▶ Exercise prompt
The records below must be copied out completely and exactly.

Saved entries
%%

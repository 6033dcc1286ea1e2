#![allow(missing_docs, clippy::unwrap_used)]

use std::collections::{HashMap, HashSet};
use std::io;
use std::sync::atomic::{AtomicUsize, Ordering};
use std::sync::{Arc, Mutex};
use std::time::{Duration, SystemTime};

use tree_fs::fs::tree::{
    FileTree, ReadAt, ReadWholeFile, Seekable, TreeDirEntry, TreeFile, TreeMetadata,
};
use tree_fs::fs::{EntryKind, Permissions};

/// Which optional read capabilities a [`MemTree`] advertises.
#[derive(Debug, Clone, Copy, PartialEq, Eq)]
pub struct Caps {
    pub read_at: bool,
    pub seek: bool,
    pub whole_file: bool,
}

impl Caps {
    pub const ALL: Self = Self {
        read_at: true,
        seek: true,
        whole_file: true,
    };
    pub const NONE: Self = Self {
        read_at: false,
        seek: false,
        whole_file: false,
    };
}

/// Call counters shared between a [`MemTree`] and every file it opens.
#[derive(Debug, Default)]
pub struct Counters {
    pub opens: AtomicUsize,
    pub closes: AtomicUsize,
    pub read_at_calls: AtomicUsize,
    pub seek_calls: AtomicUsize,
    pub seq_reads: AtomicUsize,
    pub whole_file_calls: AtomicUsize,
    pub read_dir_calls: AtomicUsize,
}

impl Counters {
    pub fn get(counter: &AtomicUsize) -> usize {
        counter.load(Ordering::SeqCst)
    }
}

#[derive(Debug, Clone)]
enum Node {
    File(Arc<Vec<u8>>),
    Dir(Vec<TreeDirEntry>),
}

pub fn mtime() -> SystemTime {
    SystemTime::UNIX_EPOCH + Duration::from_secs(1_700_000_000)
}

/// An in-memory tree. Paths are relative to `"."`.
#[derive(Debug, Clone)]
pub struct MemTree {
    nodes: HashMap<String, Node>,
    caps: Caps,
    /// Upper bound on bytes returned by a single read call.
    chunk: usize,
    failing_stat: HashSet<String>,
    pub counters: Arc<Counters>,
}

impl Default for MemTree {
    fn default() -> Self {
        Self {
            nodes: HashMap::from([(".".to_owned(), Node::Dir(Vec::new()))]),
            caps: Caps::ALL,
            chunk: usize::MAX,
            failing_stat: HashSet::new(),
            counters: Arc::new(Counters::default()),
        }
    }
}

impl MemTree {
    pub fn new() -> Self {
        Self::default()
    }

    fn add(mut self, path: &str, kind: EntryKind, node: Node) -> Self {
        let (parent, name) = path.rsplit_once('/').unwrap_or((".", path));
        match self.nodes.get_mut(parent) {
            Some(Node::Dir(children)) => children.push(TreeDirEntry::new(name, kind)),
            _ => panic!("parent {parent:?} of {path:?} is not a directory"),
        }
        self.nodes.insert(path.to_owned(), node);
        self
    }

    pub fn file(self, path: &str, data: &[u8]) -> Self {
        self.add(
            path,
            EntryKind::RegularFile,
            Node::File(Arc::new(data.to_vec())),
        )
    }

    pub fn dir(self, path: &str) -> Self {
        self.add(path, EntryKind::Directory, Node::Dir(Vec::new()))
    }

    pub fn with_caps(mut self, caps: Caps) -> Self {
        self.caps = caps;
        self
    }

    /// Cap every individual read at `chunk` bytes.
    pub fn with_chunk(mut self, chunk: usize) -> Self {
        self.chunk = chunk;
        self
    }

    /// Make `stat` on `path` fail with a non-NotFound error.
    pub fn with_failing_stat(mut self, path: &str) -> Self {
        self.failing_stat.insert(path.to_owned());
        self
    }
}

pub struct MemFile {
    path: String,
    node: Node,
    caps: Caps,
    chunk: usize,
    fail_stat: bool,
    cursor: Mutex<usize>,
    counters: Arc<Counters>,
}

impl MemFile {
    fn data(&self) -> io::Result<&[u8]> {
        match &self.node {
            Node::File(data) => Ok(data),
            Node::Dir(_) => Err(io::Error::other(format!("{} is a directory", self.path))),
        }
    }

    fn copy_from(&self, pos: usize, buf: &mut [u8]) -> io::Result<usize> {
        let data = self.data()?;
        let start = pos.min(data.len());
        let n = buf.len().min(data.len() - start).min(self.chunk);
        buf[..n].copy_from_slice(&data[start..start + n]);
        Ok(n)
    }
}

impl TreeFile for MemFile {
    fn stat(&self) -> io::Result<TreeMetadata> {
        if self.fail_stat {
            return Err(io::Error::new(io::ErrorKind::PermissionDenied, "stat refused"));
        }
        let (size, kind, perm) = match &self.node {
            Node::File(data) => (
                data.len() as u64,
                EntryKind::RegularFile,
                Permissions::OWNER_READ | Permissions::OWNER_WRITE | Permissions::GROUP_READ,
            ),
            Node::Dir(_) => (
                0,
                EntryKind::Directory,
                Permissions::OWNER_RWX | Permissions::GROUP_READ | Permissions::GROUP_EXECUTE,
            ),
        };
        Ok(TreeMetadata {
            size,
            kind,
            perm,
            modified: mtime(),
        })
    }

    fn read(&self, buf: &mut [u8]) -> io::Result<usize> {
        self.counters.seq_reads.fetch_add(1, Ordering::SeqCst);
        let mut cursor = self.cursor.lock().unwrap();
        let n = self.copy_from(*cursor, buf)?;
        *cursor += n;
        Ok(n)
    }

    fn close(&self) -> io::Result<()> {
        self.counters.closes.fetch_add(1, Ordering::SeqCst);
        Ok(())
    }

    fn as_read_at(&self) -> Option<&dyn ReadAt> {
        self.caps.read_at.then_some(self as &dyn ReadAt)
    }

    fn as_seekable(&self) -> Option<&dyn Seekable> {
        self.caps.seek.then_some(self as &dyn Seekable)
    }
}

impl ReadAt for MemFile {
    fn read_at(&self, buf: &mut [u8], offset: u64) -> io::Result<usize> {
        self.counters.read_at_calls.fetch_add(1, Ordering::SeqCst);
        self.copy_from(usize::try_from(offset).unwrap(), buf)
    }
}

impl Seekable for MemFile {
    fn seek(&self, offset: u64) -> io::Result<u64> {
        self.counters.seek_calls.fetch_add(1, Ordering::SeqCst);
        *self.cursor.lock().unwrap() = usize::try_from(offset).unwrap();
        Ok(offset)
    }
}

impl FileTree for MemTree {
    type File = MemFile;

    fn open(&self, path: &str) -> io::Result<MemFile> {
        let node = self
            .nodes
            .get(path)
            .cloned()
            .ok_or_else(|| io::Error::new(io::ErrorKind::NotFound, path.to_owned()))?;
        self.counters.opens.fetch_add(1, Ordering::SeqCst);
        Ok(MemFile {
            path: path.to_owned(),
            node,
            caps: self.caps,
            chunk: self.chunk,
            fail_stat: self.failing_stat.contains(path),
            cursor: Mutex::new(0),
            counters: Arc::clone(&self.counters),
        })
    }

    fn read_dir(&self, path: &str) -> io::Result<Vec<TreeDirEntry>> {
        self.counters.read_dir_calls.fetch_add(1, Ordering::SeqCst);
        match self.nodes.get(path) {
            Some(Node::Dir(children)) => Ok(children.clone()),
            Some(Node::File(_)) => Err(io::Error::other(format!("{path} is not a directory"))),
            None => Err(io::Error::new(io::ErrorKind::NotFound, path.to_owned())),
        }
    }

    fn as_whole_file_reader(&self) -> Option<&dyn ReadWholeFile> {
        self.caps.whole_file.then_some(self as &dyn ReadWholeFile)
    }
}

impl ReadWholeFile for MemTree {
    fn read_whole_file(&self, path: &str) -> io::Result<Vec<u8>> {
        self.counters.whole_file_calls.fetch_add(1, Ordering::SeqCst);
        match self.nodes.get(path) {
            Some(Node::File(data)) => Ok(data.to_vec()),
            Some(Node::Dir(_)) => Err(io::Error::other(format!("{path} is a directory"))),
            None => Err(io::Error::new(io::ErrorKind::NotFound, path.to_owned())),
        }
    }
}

%%

▶ Answer area
repository 6033dcc1286ea1e2
#![allow(missing_docs, clippy::unwrap_used)]

use std::collections::{HashMap, HashSet};
use std::io;
use std::sync::atomic::{AtomicUsize, Ordering};
use std::sync::{Arc, Mutex};
use std::time::{Duration, SystemTime};

use tree_fs::fs::tree::{
    FileTree, ReadAt, ReadWholeFile, Seekable, TreeDirEntry, TreeFile, TreeMetadata,
};
use tree_fs::fs::{EntryKind, Permissions};

/// Which optional read capabilities a [`MemTree`] advertises.
#[derive(Debug, Clone, Copy, PartialEq, Eq)]
pub struct Caps {
    pub read_at: bool,
    pub seek: bool,
    pub whole_file: bool,
}

impl Caps {
    pub const ALL: Self = Self {
        read_at: true,
        seek: true,
        whole_file: true,
    };
    pub const NONE: Self = Self {
        read_at: false,
        seek: false,
        whole_file: false,
    };
}

/// Call counters shared between a [`MemTree`] and every file it opens.
#[derive(Debug, Default)]
pub struct Counters {
    pub opens: AtomicUsize,
    pub closes: AtomicUsize,
    pub read_at_calls: AtomicUsize,
    pub seek_calls: AtomicUsize,
    pub seq_reads: AtomicUsize,
    pub whole_file_calls: AtomicUsize,
    pub read_dir_calls: AtomicUsize,
}

impl Counters {
    pub fn get(counter: &AtomicUsize) -> usize {
        counter.load(Ordering::SeqCst)
    }
}

#[derive(Debug, Clone)]
enum Node {
    File(Arc<Vec<u8>>),
    Dir(Vec<TreeDirEntry>),
}

pub fn mtime() -> SystemTime {
    SystemTime::UNIX_EPOCH + Duration::from_secs(1_700_000_000)
}

/// An in-memory tree. Paths are relative to `"."`.
#[derive(Debug, Clone)]
pub struct MemTree {
    nodes: HashMap<String, Node>,
    caps: Caps,
    /// Upper bound on bytes returned by a single read call.
    chunk: usize,
    failing_stat: HashSet<String>,
    pub counters: Arc<Counters>,
}

impl Default for MemTree {
    fn default() -> Self {
        Self {
            nodes: HashMap::from([(".".to_owned(), Node::Dir(Vec::new()))]),
            caps: Caps::ALL,
            chunk: usize::MAX,
            failing_stat: HashSet::new(),
            counters: Arc::new(Counters::default()),
        }
    }
}

impl MemTree {
    pub fn new() -> Self {
        Self::default()
    }

    fn add(mut self, path: &str, kind: EntryKind, node: Node) -> Self {
        let (parent, name) = path.rsplit_once('/').unwrap_or((".", path));
        match self.nodes.get_mut(parent) {
            Some(Node::Dir(children)) => children.push(TreeDirEntry::new(name, kind)),
            _ => panic!("parent {parent:?} of {path:?} is not a directory"),
        }
        self.nodes.insert(path.to_owned(), node);
        self
    }

    pub fn file(self, path: &str, data: &[u8]) -> Self {
        self.add(
            path,
            EntryKind::RegularFile,
            Node::File(Arc::new(data.to_vec())),
        )
    }

    pub fn dir(self, path: &str) -> Self {
        self.add(path, EntryKind::Directory, Node::Dir(Vec::new()))
    }

    pub fn with_caps(mut self, caps: Caps) -> Self {
        self.caps = caps;
        self
    }

    /// Cap every individual read at `chunk` bytes.
    pub fn with_chunk(mut self, chunk: usize) -> Self {
        self.chunk = chunk;
        self
    }

    /// Make `stat` on `path` fail with a non-NotFound error.
    pub fn with_failing_stat(mut self, path: &str) -> Self {
        self.failing_stat.insert(path.to_owned());
        self
    }
}

pub struct MemFile {
    path: String,
    node: Node,
    caps: Caps,
    chunk: usize,
    fail_stat: bool,
    cursor: Mutex<usize>,
    counters: Arc<Counters>,
}

impl MemFile {
    fn data(&self) -> io::Result<&[u8]> {
        match &self.node {
            Node::File(data) => Ok(data),
            Node::Dir(_) => Err(io::Error::other(format!("{} is a directory", self.path))),
        }
    }

    fn copy_from(&self, pos: usize, buf: &mut [u8]) -> io::Result<usize> {
        let data = self.data()?;
        let start = pos.min(data.len());
        let n = buf.len().min(data.len() - start).min(self.chunk);
        buf[..n].copy_from_slice(&data[start..start + n]);
        Ok(n)
    }
}

impl TreeFile for MemFile {
    fn stat(&self) -> io::Result<TreeMetadata> {
        if self.fail_stat {
            return Err(io::Error::new(io::ErrorKind::PermissionDenied, "stat refused"));
        }
        let (size, kind, perm) = match &self.node {
            Node::File(data) => (
                data.len() as u64,
                EntryKind::RegularFile,
                Permissions::OWNER_READ | Permissions::OWNER_WRITE | Permissions::GROUP_READ,
            ),
            Node::Dir(_) => (
                0,
                EntryKind::Directory,
                Permissions::OWNER_RWX | Permissions::GROUP_READ | Permissions::GROUP_EXECUTE,
            ),
        };
        Ok(TreeMetadata {
            size,
            kind,
            perm,
            modified: mtime(),
        })
    }

    fn read(&self, buf: &mut [u8]) -> io::Result<usize> {
        self.counters.seq_reads.fetch_add(1, Ordering::SeqCst);
        let mut cursor = self.cursor.lock().unwrap();
        let n = self.copy_from(*cursor, buf)?;
        *cursor += n;
        Ok(n)
    }

    fn close(&self) -> io::Result<()> {
        self.counters.closes.fetch_add(1, Ordering::SeqCst);
        Ok(())
    }

    fn as_read_at(&self) -> Option<&dyn ReadAt> {
        self.caps.read_at.then_some(self as &dyn ReadAt)
    }

    fn as_seekable(&self) -> Option<&dyn Seekable> {
        self.caps.seek.then_some(self as &dyn Seekable)
    }
}

impl ReadAt for MemFile {
    fn read_at(&self, buf: &mut [u8], offset: u64) -> io::Result<usize> {
        self.counters.read_at_calls.fetch_add(1, Ordering::SeqCst);
        self.copy_from(usize::try_from(offset).unwrap(), buf)
    }
}

impl Seekable for MemFile {
    fn seek(&self, offset: u64) -> io::Result<u64> {
        self.counters.seek_calls.fetch_add(1, Ordering::SeqCst);
        *self.cursor.lock().unwrap() = usize::try_from(offset).unwrap();
        Ok(offset)
    }
}

impl FileTree for MemTree {
    type File = MemFile;

    fn open(&self, path: &str) -> io::Result<MemFile> {
        let node = self
            .nodes
            .get(path)
            .cloned()
            .ok_or_else(|| io::Error::new(io::ErrorKind::NotFound, path.to_owned()))?;
        self.counters.opens.fetch_add(1, Ordering::SeqCst);
        Ok(MemFile {
            path: path.to_owned(),
            node,
            caps: self.caps,
            chunk: self.chunk,
            fail_stat: self.failing_stat.contains(path),
            cursor: Mutex::new(0),
            counters: Arc::clone(&self.counters),
        })
    }

    fn read_dir(&self, path: &str) -> io::Result<Vec<TreeDirEntry>> {
        self.counters.read_dir_calls.fetch_add(1, Ordering::SeqCst);
        match self.nodes.get(path) {
            Some(Node::Dir(children)) => Ok(children.clone()),
            Some(Node::File(_)) => Err(io::Error::other(format!("{path} is not a directory"))),
            None => Err(io::Error::new(io::ErrorKind::NotFound, path.to_owned())),
        }
    }

    fn as_whole_file_reader(&self) -> Option<&dyn ReadWholeFile> {
        self.caps.whole_file.then_some(self as &dyn ReadWholeFile)
    }
}

impl ReadWholeFile for MemTree {
    fn read_whole_file(&self, path: &str) -> io::Result<Vec<u8>> {
        self.counters.whole_file_calls.fetch_add(1, Ordering::SeqCst);
        match self.nodes.get(path) {
            Some(Node::File(data)) => Ok(data.to_vec()),
            Some(Node::Dir(_)) => Err(io::Error::other(format!("{path} is a directory"))),
            None => Err(io::Error::new(io::ErrorKind::NotFound, path.to_owned())),
        }
    }
}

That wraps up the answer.